Enzymes are a special kind of protein found in cells of living organisms. They’re made up of long chains of amino acids held together by peptide bonds. No two types of enzymes have the same amino acid structure, and each enzyme has its own unique shape. Automation of enzyme assays is becoming increasingly important and instrumentation is being developed to satisfy this need.
Enzyme assays are laboratory methods for measuring enzymatic activity. They are vital for the study of enzyme kinetics and enzyme inhibition. Usually, the assay is carried out by determining the enzyme activity with, and without activation by an added coenzyme. The activity can be monitored by measuring changes in concentration of substrates or products during the reaction. Enzyme activity is the rate of enzyme reaction— generally expressed as units of substrate converted (or product formed) per time unit. Enzyme kinetics is the study of the chemical reactions that are catalyzed by enzymes.
Factors affecting enzyme assay analysis
Measuring enzyme activity is a precise job and can be influenced by many variables. Results accuracy is highly dependent on temperature stability. Just a one-degree temperature change can lead to a 4-8% variation in enzyme activity. For consistent and reproducible results, an enzyme assay should be carried out in well-defined conditions that can be duplicated in other laboratories. Variables such as pH and buffer type, ionic strength, and temperature must be strictly controlled. pH is a critical parameter in method development and routine enzyme assay measurement.
pH affects the enzyme activity, charge, and shape of the substrate so that the substrate cannot bind to the active site or cannot be catalyzed to form a product. All enzymes have an ideal pH value, which is called optimal pH. Under the optimum pH conditions, each enzyme showed the maximum activity. Determination of the optimum pH in a coupled enzyme assay poses significant challenges because altering the pH of the reaction mixture can affect the performance of both enzymes. Fixing the other variable will allow correlating the change in measuring parameter and absorbance directly to the enzyme assay or enzyme activity. Reliable enzyme assay development is critical and the automated enzyme analyzers simplify the overall method development and results reliability.

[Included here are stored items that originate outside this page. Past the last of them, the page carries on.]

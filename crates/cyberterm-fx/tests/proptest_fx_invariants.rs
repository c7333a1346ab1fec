//! Property-based invariant tests for ambient effects and particles.
//!
//! 1. The live particle count never exceeds the configured cap
//! 2. Particle ids are unique and strictly increasing in spawn order
//! 3. A low-resource system never spawns and never schedules
//! 4. After unmount nothing changes, whatever the caller does
//! 5. Ambient flags only ever contain effects enabled for the tier

use std::collections::HashSet;
use std::time::Duration;

use cyberterm_core::{DeviceTier, FxRng, Mountable, PointerSample};
use cyberterm_fx::{AmbientConfig, AmbientScheduler, EffectFlags, ParticleConfig, ParticleSystem};
use proptest::prelude::*;

#[derive(Debug, Clone)]
enum Op {
    Move { dt: u64, x: f32, y: f32 },
    Advance(u64),
}

fn op_strategy() -> impl Strategy<Value = Op> {
    prop_oneof![
        (0u64..40, -500.0f32..500.0, -500.0f32..500.0).prop_map(|(dt, x, y)| Op::Move { dt, x, y }),
        (0u64..200).prop_map(Op::Advance),
    ]
}

fn tier_strategy() -> impl Strategy<Value = DeviceTier> {
    prop_oneof![
        Just(DeviceTier::Full),
        Just(DeviceTier::Tablet),
        Just(DeviceTier::Mobile),
        Just(DeviceTier::LowResource),
    ]
}

proptest! {
    #[test]
    fn particle_cap_and_ids_hold(
        seed in any::<u64>(),
        cap in 0usize..20,
        ops in prop::collection::vec(op_strategy(), 1..300),
    ) {
        let config = ParticleConfig {
            max_particles: cap,
            spawn_full: 1.0,
            ..ParticleConfig::default()
        };
        let mut system = ParticleSystem::new(DeviceTier::Full, config, FxRng::seeded(seed));
        system.mount(Duration::ZERO);
        let mut now = Duration::ZERO;
        let mut seen = HashSet::new();
        let mut last_id = 0;

        for op in ops {
            match op {
                Op::Move { dt, x, y } => {
                    now += Duration::from_millis(dt);
                    system.pointer_moved(PointerSample::new(x, y), now);
                }
                Op::Advance(dt) => {
                    now += Duration::from_millis(dt);
                    system.advance_to(now);
                }
            }
            prop_assert!(system.len() <= cap);
            for particle in system.particles() {
                if seen.insert(particle.id) {
                    prop_assert!(particle.id > last_id, "ids must grow");
                    last_id = particle.id;
                }
            }
        }
    }

    #[test]
    fn low_resource_particles_stay_empty(
        seed in any::<u64>(),
        ops in prop::collection::vec(op_strategy(), 1..200),
    ) {
        let mut system = ParticleSystem::new(
            DeviceTier::LowResource,
            ParticleConfig::default(),
            FxRng::seeded(seed),
        );
        system.mount(Duration::ZERO);
        prop_assert_eq!(system.next_deadline(), None);
        let mut now = Duration::ZERO;
        for op in ops {
            match op {
                Op::Move { dt, x, y } => {
                    now += Duration::from_millis(dt);
                    prop_assert!(!system.pointer_moved(PointerSample::new(x, y), now));
                }
                Op::Advance(dt) => {
                    now += Duration::from_millis(dt);
                    system.advance_to(now);
                }
            }
            prop_assert!(system.is_empty());
        }
    }

    #[test]
    fn unmounted_particles_are_frozen(
        seed in any::<u64>(),
        ops in prop::collection::vec(op_strategy(), 1..200),
    ) {
        let mut system =
            ParticleSystem::new(DeviceTier::Full, ParticleConfig::default(), FxRng::seeded(seed));
        system.mount(Duration::ZERO);
        let captured = system.tick_timer();
        system.unmount();
        let stats = system.stats();
        let mut now = Duration::ZERO;
        for op in ops {
            match op {
                Op::Move { dt, x, y } => {
                    now += Duration::from_millis(dt);
                    system.pointer_moved(PointerSample::new(x, y), now);
                }
                Op::Advance(dt) => {
                    now += Duration::from_millis(dt);
                    system.advance_to(now);
                }
            }
            if let Some(id) = captured {
                prop_assert!(!system.fire(id));
            }
            prop_assert!(system.is_empty());
            prop_assert_eq!(system.stats(), stats);
        }
    }

    #[test]
    fn ambient_flags_respect_tier(
        seed in any::<u64>(),
        tier in tier_strategy(),
        steps in prop::collection::vec(1u64..2_000, 1..60),
    ) {
        let mut scheduler =
            AmbientScheduler::new(tier, AmbientConfig::default(), FxRng::seeded(seed));
        scheduler.mount(Duration::ZERO);
        let allowed = scheduler
            .enabled_effects()
            .into_iter()
            .fold(EffectFlags::empty(), |acc, kind| acc | kind.flag());
        let mut now = Duration::ZERO;
        for step in steps {
            now += Duration::from_millis(step);
            scheduler.advance_to(now);
            prop_assert!(allowed.contains(scheduler.flags()));
        }
        if tier == DeviceTier::LowResource {
            prop_assert_eq!(scheduler.next_deadline(), None);
        }

        scheduler.unmount();
        prop_assert_eq!(scheduler.flags(), EffectFlags::empty());
        prop_assert!(scheduler.pending_timers().is_empty());
        scheduler.advance_to(now + Duration::from_secs(60));
        prop_assert_eq!(scheduler.flags(), EffectFlags::empty());
    }
}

Enzyme assays — what are the method choices?
Most enzyme assays are based on spectroscopic techniques, with the two dominant types being absorption and fluorescence. The spectrophotometric assay is a classic enzyme test, which remains as the most widely used assay for the lowest cost. All the steps involved are manual; controlling several variables manually leads to inconsistent results and makes the overall method development tedious and unreliable. This method is suitable when analyzing a few samples or enzyme-type routine operations.
Enzyme assays based on photometry, fluorometry, 96-, 384-, or even 1536-well format microplate offer a high-throughput alternative to the traditional spectrophotometers. The microplate format is convenient for high-throughput analysis using a 200 μL assay volume and are commonly used in life science applications. However, the microplate method suffers from temperature stabilization, absorption correction, and edge effect. The absorbance is measured vertically on microplates through the well, so several factors affect the liquid pathlength, and thus the absorbance.
Therefore, in photometric microplate measurements, path length correction is required for calculating the enzyme assay. The primary cause for the “edge effect” phenomenon is evaporation and is commonly associated with 96-well microplates. Edge effect is an issue attributed to the increased evaporation rate of circumferential wells compared to centrally located wells. Often a great deal of work goes into assay development. They have limited incubation temperature, temperature stability, and precision, which limits the application range.
For some enzyme assays, it is necessary to quench or stop the reaction at a specific time to prevent further production of the product. For example, samples may be taken at 5-minute intervals for a predetermined time with the product being measured by high-performance liquid chromatography (HPLC). Each chromatographic analysis may take 30 minutes to complete.
Fully automated enzyme assay analysis
In comparison to the spectrophotometer or direct read microplate systems, the Gallery Plus discrete analyzers offer a wide incubation temperature range from 25° C to 60° C expanding the application possibilities. All the substrate additions and measurements are done in disposable low-volume cuvette, allowing the system to perform real-time kinetic measurement.
Superior temperature control and lack of edge effects ensure confidence in results. Thanks to dedicated software, enzyme workflows are incredibly simple with practically no change over time from one method to another. With flexible method parameters for each enzyme type measuring wavelength, blank measurement, buffer addition, reagents additions, substrate addition, enzyme-specific incubation temperature, enzyme-specific incubation time, and data collection duration-the enzyme assay method development and transfer are effortless and reliable from R&D to QA/QC labs. Optional electrochemistry unit measures Optimal pH of the samples and helps to maintain consistent experimental condition.